Mississippi Commission on Judicial Performance v. Thompson

KITCHENS, Justice,

dissenting:

¶ 43. While I agree that the conduct described in Counts Two and Four warrants sanctions, I cannot, with any confidence, agree that Counts One, Three, Five, and Six provide sufficient and clear facts that would enable this Court to make “a final determination of the appropriate ac*96tion to be taken” based on “an independent inquiry of the record.” Miss. Comm’n on Judicial Performance v. Boone, 60 So.3d 172, 176 (Miss.2011) (quoting In re Removal of Lloyd W. Anderson, Justice Court Judge, 412 So.2d 743, 746 (Miss.1982)). In the present case, this Court’s only source of factual information is the agreed statement of facts from the Commission and Judge Thompson. And, when the agreed statement of facts has not clearly articulated misconduct, this Court has taken two different courses of action: (1) remanding the case to the Commission for further factual development (Mississippi Commission on Judicial Performance v. Brown, 37 So.3d 14, 18 n. 4 (Miss.2010)); or (2) dismissing the charges with prejudice (Mississippi Commission on Judicial Performance v. McGee, 71 So.3d 578 (Miss.2011)). Based on the ambiguity in four of the six counts, I would remand the case to the Commission for further development.

Count One

¶ 44. As to Count One, it is unclear from the agreed facts which of Judge Thompson’s actions violated the Mississippi Code of Judicial Conduct; but the majority finds Judge Thompson’s supposed communication with the sheriffs office amounted to “involving] himself in a criminal investigation at a time when there was no case pending before him involving the matter.” Maj. Op. ¶ 6. However, the quoted language comes from the brief filed by the Commission, which was not signed by Judge Thompson or his counsel. In addition, Thompson does not admit in the agreed facts that he actually did communicate with the sheriffs office, rather, he simply acknowledges that “Rogers received a letter from the Sheriff of Lee County, Mississippi advising him that Respondent instructed his office to take no action, as the matter was a civil matter.”

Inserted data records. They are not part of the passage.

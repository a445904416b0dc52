//! Android sparse image header.
//!
//! Only the fields needed to recover the size of the original (unsparsed)
//! filesystem image are interpreted. The layout follows
//! `system/core/libsparse/sparse_format.h`:
//!
//! ```text
//! 0  u32 magic            0xed26ff3a
//! 4  u16 major_version
//! 6  u16 minor_version
//! 8  u16 file_hdr_sz
//! 10 u16 chunk_hdr_sz
//! 12 u32 blk_sz
//! 16 u32 total_blks
//! 20 u32 total_chunks
//! 24 u32 image_checksum
//! ```

use std::fs::File;
use std::io::Read;
use std::path::Path;

use crate::{AvbSignError, Result};

/// Magic number identifying a sparse image.
pub const SPARSE_HEADER_MAGIC: u32 = 0xed26ff3a;

/// Size of the sparse file header in bytes.
pub const SPARSE_HEADER_SIZE: usize = 28;

const BLOCK_SIZE_OFFSET: usize = 12;
const TOTAL_BLOCKS_OFFSET: usize = 16;
const TOTAL_CHUNKS_OFFSET: usize = 20;

/// Byte order used to decode the header fields.
///
/// The format is little-endian. `Native` reproduces tools that decode the
/// size fields with the host byte order and only agrees with `Little` on
/// little-endian hosts. The magic is always read little-endian.
#[derive(Debug, Clone, Copy, PartialEq, Eq, Default)]
pub enum ByteOrder {
    #[default]
    Little,
    Native,
}

impl ByteOrder {
    fn u32_at(self, data: &[u8], offset: usize) -> u32 {
        let bytes = [
            data[offset],
            data[offset + 1],
            data[offset + 2],
            data[offset + 3],
        ];
        match self {
            ByteOrder::Little => u32::from_le_bytes(bytes),
            ByteOrder::Native => u32::from_ne_bytes(bytes),
        }
    }
}

/// The parts of the sparse header this crate cares about.
#[derive(Debug, Clone, Copy, PartialEq, Eq)]
pub struct SparseImageHeader {
    /// Block size in bytes (typically 4096)
    pub block_size: u32,
    /// Number of blocks in the unsparsed image
    pub total_block_count: u32,
    /// Number of chunks in the sparse file (informational)
    pub total_chunks: u32,
}

impl SparseImageHeader {
    /// Decode a header from the start of `data`.
    pub fn from_bytes(data: &[u8], order: ByteOrder) -> std::result::Result<Self, String> {
        if data.len() < SPARSE_HEADER_SIZE {
            return Err(format!(
                "too small ({} bytes, need at least {SPARSE_HEADER_SIZE})",
                data.len()
            ));
        }
        // The magic identifies the format whatever order the fields are
        // decoded with.
        let magic = ByteOrder::Little.u32_at(data, 0);
        if magic != SPARSE_HEADER_MAGIC {
            return Err(format!(
                "bad magic 0x{magic:08x} (expected 0x{SPARSE_HEADER_MAGIC:08x})"
            ));
        }
        Ok(Self {
            block_size: order.u32_at(data, BLOCK_SIZE_OFFSET),
            total_block_count: order.u32_at(data, TOTAL_BLOCKS_OFFSET),
            total_chunks: order.u32_at(data, TOTAL_CHUNKS_OFFSET),
        })
    }

    /// Read the header of the sparse image at `path`.
    pub fn read(path: impl AsRef<Path>, order: ByteOrder) -> Result<Self> {
        let path = path.as_ref();
        let mut buf = Vec::with_capacity(SPARSE_HEADER_SIZE);
        File::open(path)?
            .take(SPARSE_HEADER_SIZE as u64)
            .read_to_end(&mut buf)?;
        Self::from_bytes(&buf, order).map_err(|reason| AvbSignError::Format {
            path: path.to_path_buf(),
            reason,
        })
    }

    /// Size in bytes of the original filesystem image.
    pub fn original_image_size(&self) -> u64 {
        u64::from(self.block_size) * u64::from(self.total_block_count)
    }
}

/// Size in bytes of the filesystem image the sparse image at `path` expands
/// to.
pub fn read_original_size(path: impl AsRef<Path>) -> Result<u64> {
    SparseImageHeader::read(path, ByteOrder::Little).map(|h| h.original_image_size())
}

/// Print the sparse header to `stdout`.
pub fn print_sparse_info(path: &Path, header: &SparseImageHeader) {
    println!("Image:        {}", path.display());
    println!("Block Size:   {} Bytes", header.block_size);
    println!("Blocks:       {}", header.total_block_count);
    println!("Chunks:       {}", header.total_chunks);

    let size = header.original_image_size();
    if size >= 1024 * 1024 {
        println!(
            "Image Size:   {} Bytes = {:.2} MiB = {:.2} KiB",
            size,
            size as f64 / (1024.0 * 1024.0),
            size as f64 / 1024.0,
        );
    } else if size >= 1024 {
        println!("Image Size:   {} Bytes = {:.2} KiB", size, size as f64 / 1024.0);
    } else {
        println!("Image Size:   {} Bytes", size);
    }
}

// ---------------------------------------------------------------------------
// Tests
// ---------------------------------------------------------------------------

¶ 45. Even if Judge Thompson did communicate with the sheriffs office, the record before us does not establish that a criminal “investigation” or “case” even existed. We are not told whether the sheriffs office thought an investigation of Rogers’s claim was warranted, and there is nothing in the agreed facts to tell us that the sheriffs office even suspected that a crime had been committed. Rogers apparently was attempting to have the owner of the land charged with theft of livestock, a felony under Mississippi Code Section 97-17-53 (Rev. 2006); thus, Judge Thompson’s “refusing] to allow” Rogers to file a criminal affidavit would not have precluded the State from proceeding with an investigation and, possibly, with an indictment. See Miss.Code Ann. § 99-33-1(2) (Rev. 2007) (granting justice courts jurisdiction, concurrent with circuit courts, over misdemeanor criminal charges).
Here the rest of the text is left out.